Nuestra sociedad actual, y cada día esto se hace más patente, nos impele a la confrontación, a la lucha, a la búsqueda del poder. Si unimos esta realidad a la pérdida de valores morales y éticos que también, lamentablemente, caracteriza a la era moderna, donde el hedonismo, el individualismo y la búsqueda desmesurada del placer parece ser lo importante, entonces es lógico que nos la pasemos peleando, confrontando, “guerreando”; porque cuesta entender que mi libertad termina donde empieza la libertad del otro. Guerreamos con nuestros vecinos, con los padres, con los hijos, con los jefes, con la pareja… y en esa guerra, como en todas las guerras de verdad, verdad, no hay triunfadores, sólo pérdidas.
Entonces, ¿qué nos impele a la guerra?… Sin duda alguna, y por más planificada y estratégica que sea, esa parte de nuestro cerebro cuyo conocimiento se lo debemos a Paul MacLean (1990), entre otros; esa “segunda cara de la mente”, como lo llamó la Dra. Elaine de Beauport: el cerebro límbico, la parte de nuestra cabeza que es pura emoción. Porque la guerra es básicamente emocional, la confrontación es un sentimiento básico que se ha sofisticado gracias al lenguaje, pero que sigue siendo tan primitivo como el de las tribus prehistóricas en su lucha por el fuego, que tan bien retrató Jean-jacques Annaud en su película.

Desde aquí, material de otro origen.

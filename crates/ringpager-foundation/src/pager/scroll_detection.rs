//! Page-crossing detection and coordinate translation.
//!
//! The content of the scroll surface is three pages wide. Resting on the
//! middle page puts the offset at one viewport width. Scrolling a full page
//! forward reaches the next threshold, a full page back reaches zero.
//! Detection is level-triggered: once the pager recenters, neither
//! threshold can be met again until another full page of motion.

use super::slot_window::CENTER_SLOT;

/// Offsets within this many pixels of the center count as centered.
pub const CENTER_TOLERANCE: f32 = 0.01;

/// Direction of a page transition.
#[derive(Clone, Copy, Debug, PartialEq, Eq)]
pub enum PageDirection {
    Backward,
    Forward,
}

impl PageDirection {
    /// Signed page delta: -1 or +1.
    pub fn delta(self) -> isize {
        match self {
            PageDirection::Backward => -1,
            PageDirection::Forward => 1,
        }
    }
}

/// Neutral offset showing the center slot.
pub fn center_offset(viewport_width: f32) -> f32 {
    CENTER_SLOT as f32 * viewport_width
}

/// Offset at or beyond which the next page becomes current.
pub fn next_threshold(viewport_width: f32) -> f32 {
    (CENTER_SLOT + 1) as f32 * viewport_width
}

/// Offset at or below which the previous page becomes current.
pub fn prev_threshold(viewport_width: f32) -> f32 {
    (CENTER_SLOT as f32 - 1.0) * viewport_width
}

/// Decides whether `offset` has crossed a page threshold.
///
/// Returns `None` while the offset is strictly between the thresholds, and
/// always for a surface that has not been laid out (non-positive width).
pub fn detect_page_delta(offset: f32, viewport_width: f32) -> Option<PageDirection> {
    if viewport_width <= 0.0 || !viewport_width.is_finite() || !offset.is_finite() {
        return None;
    }
    if offset >= next_threshold(viewport_width) {
        Some(PageDirection::Forward)
    } else if offset <= prev_threshold(viewport_width) {
        Some(PageDirection::Backward)
    } else {
        None
    }
}

pub fn is_centered(offset: f32, viewport_width: f32) -> bool {
    (offset - center_offset(viewport_width)).abs() <= CENTER_TOLERANCE
}

/// Translates a physical offset into the unbounded virtual coordinate.
///
/// The result is where the offset would sit in an ordinary scroll view
/// holding all `page_count` pages side by side, wrapped into
/// `0..viewport_width * page_count`.
pub fn virtual_offset(offset: f32, viewport_width: f32, current: usize, page_count: usize) -> f32 {
    let span = viewport_width * page_count as f32;
    let position = (offset - center_offset(viewport_width)) + viewport_width * current as f32;
    if span <= 0.0 {
        position
    } else if position < 0.0 {
        position + span
    } else if position >= span {
        position - span
    } else {
        position
    }
}

#[cfg(test)]
mod tests {
    use super::*;

    #[test]
    fn test_thresholds() {
        assert_eq!(center_offset(100.0), 100.0);
        assert_eq!(next_threshold(100.0), 200.0);
        assert_eq!(prev_threshold(100.0), 0.0);
    }

    #[test]
    fn test_band_between_thresholds_is_quiet() {
        for offset in [1.0, 50.0, 100.0, 150.0, 199.0] {
            assert_eq!(detect_page_delta(offset, 100.0), None, "offset {offset}");
        }
    }

    #[test]
    fn test_crossings() {
        assert_eq!(detect_page_delta(200.0, 100.0), Some(PageDirection::Forward));
        assert_eq!(detect_page_delta(250.0, 100.0), Some(PageDirection::Forward));
        assert_eq!(detect_page_delta(0.0, 100.0), Some(PageDirection::Backward));
        assert_eq!(detect_page_delta(-5.0, 100.0), Some(PageDirection::Backward));
    }

    #[test]
    fn test_unlaid_out_surface_never_transitions() {
        assert_eq!(detect_page_delta(0.0, 0.0), None);
        assert_eq!(detect_page_delta(10.0, -1.0), None);
        assert_eq!(detect_page_delta(f32::NAN, 100.0), None);
    }

    #[test]
    fn test_is_centered() {
        assert!(is_centered(100.0, 100.0));
        assert!(!is_centered(101.0, 100.0));
    }

    #[test]
    fn test_virtual_offset_resting() {
        assert_eq!(virtual_offset(100.0, 100.0, 0, 3), 0.0);
        assert_eq!(virtual_offset(100.0, 100.0, 2, 3), 200.0);
    }

    #[test]
    fn test_virtual_offset_mid_gesture() {
        assert_eq!(virtual_offset(150.0, 100.0, 1, 3), 150.0);
        // Dragging back from page 0 wraps to the end of the ring
        assert_eq!(virtual_offset(50.0, 100.0, 0, 3), 250.0);
        assert_eq!(virtual_offset(180.0, 100.0, 2, 3), 280.0);
        // A full page forward from the last page wraps to the start
        assert_eq!(virtual_offset(200.0, 100.0, 2, 3), 0.0);
    }

    #[test]
    fn test_direction_delta() {
        assert_eq!(PageDirection::Forward.delta(), 1);
        assert_eq!(PageDirection::Backward.delta(), -1);
    }
}
//! Content provider trait for the circular pager.
//!
//! This module defines the [`PageContentProvider`] trait which supplies the
//! page count and per-page content that the pager installs into its slots.

use super::slot_window::CENTER_SLOT;

/// Which of the three slots a piece of content is destined for.
#[derive(Clone, Copy, Debug, PartialEq, Eq, Hash)]
pub enum SlotRole {
    Previous,
    Current,
    Next,
}

impl SlotRole {
    /// Roles in slot order, left to right.
    pub const ALL: [SlotRole; 3] = [SlotRole::Previous, SlotRole::Current, SlotRole::Next];

    /// Returns the role of the slot at `position` (0, 1 or 2).
    pub fn from_position(position: usize) -> Option<SlotRole> {
        Self::ALL.get(position).copied()
    }

    /// Zero-based slot position of this role.
    pub fn position(self) -> usize {
        match self {
            SlotRole::Previous => 0,
            SlotRole::Current => 1,
            SlotRole::Next => 2,
        }
    }

    /// Page offset of this role relative to the current page.
    pub fn page_offset(self) -> isize {
        self.position() as isize - CENTER_SLOT as isize
    }
}

/// Supplies pages to a [`CircularPager`](super::CircularPager).
///
/// The page count is queried before every slot population and reload, and
/// may change between calls. Content lookups must be idempotent: the pager
/// may request the same page several times and makes no caching
/// assumptions.
pub trait PageContentProvider {
    /// Content installed into a slot. Owned by the slot while it is shown.
    type Content;

    /// The total number of pages in the ring.
    fn page_count(&self) -> usize;

    /// Returns content for the page at `index`, which will be shown in the
    /// slot with the given `role`.
    fn content_for_page(&self, index: usize, role: SlotRole) -> Self::Content;

    /// Receives content back when its slot is cleared.
    ///
    /// Implementations that pool views can recycle `content` here. The
    /// default drops it.
    fn release_content(&self, index: usize, content: Self::Content) {
        let _ = (index, content);
    }
}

Ahora bien, nosotros no tenemos en nuestras manos la posibilidad de evitar la proliferación de las armas nucleares, o meterles en la cabeza a judíos y palestinos que Dios es amor y no muerte; pero si podemos encargarnos de nuestro “metro cuadrado” y desde allí contribuir con un mundo más pacífico. ¿Podemos evitar discutir con nuestra pareja?.. Posiblemente no, porque es poco menos que imposible no tener conflictos con una persona educada de manera diferente a nosotros y con creencias distintas; pero si podemos evitar la venganza, el reproche innecesario, el pase de factura, el “te espero en la bajadita”, la culpa gratuita, el “yo primero y yo después”, etc, etc. Porque lo que si es cierto es que hay dos palabras que, unidas, pueden contra todo: TOLERANCIA y AMOR. Discutimos sobre el conflicto del Medio Oriente y nos horrorizamos ante la posibilidad de una Tercera Guerra Mundial, pero no tenemos ningún problema en poner la música a todo volumen un viernes en la noche y armar el karaoke con los invitados más desafinados sin tomar en cuenta que el vecino debe ir a trabajar al día siguiente, o tiene un niño pequeño o simplemente tiene derecho a dormir en paz. Eso también es un acto de guerra, aunque no lo parezca.
Savater tiene una frase que me gusta mucho sobre el hombre ético. Dice que debe tener “…coraje para vivir, generosidad para convivir y prudencia para sobrevivir…” Ese es el equilibro perfecto, el que nos permite no perder nuestra individualidad pero entender al otro y, además,
contribuir a un mundo donde las grandes guerras pero también las pequeñas guerras, las cotidianas, sean cada vez más improbables.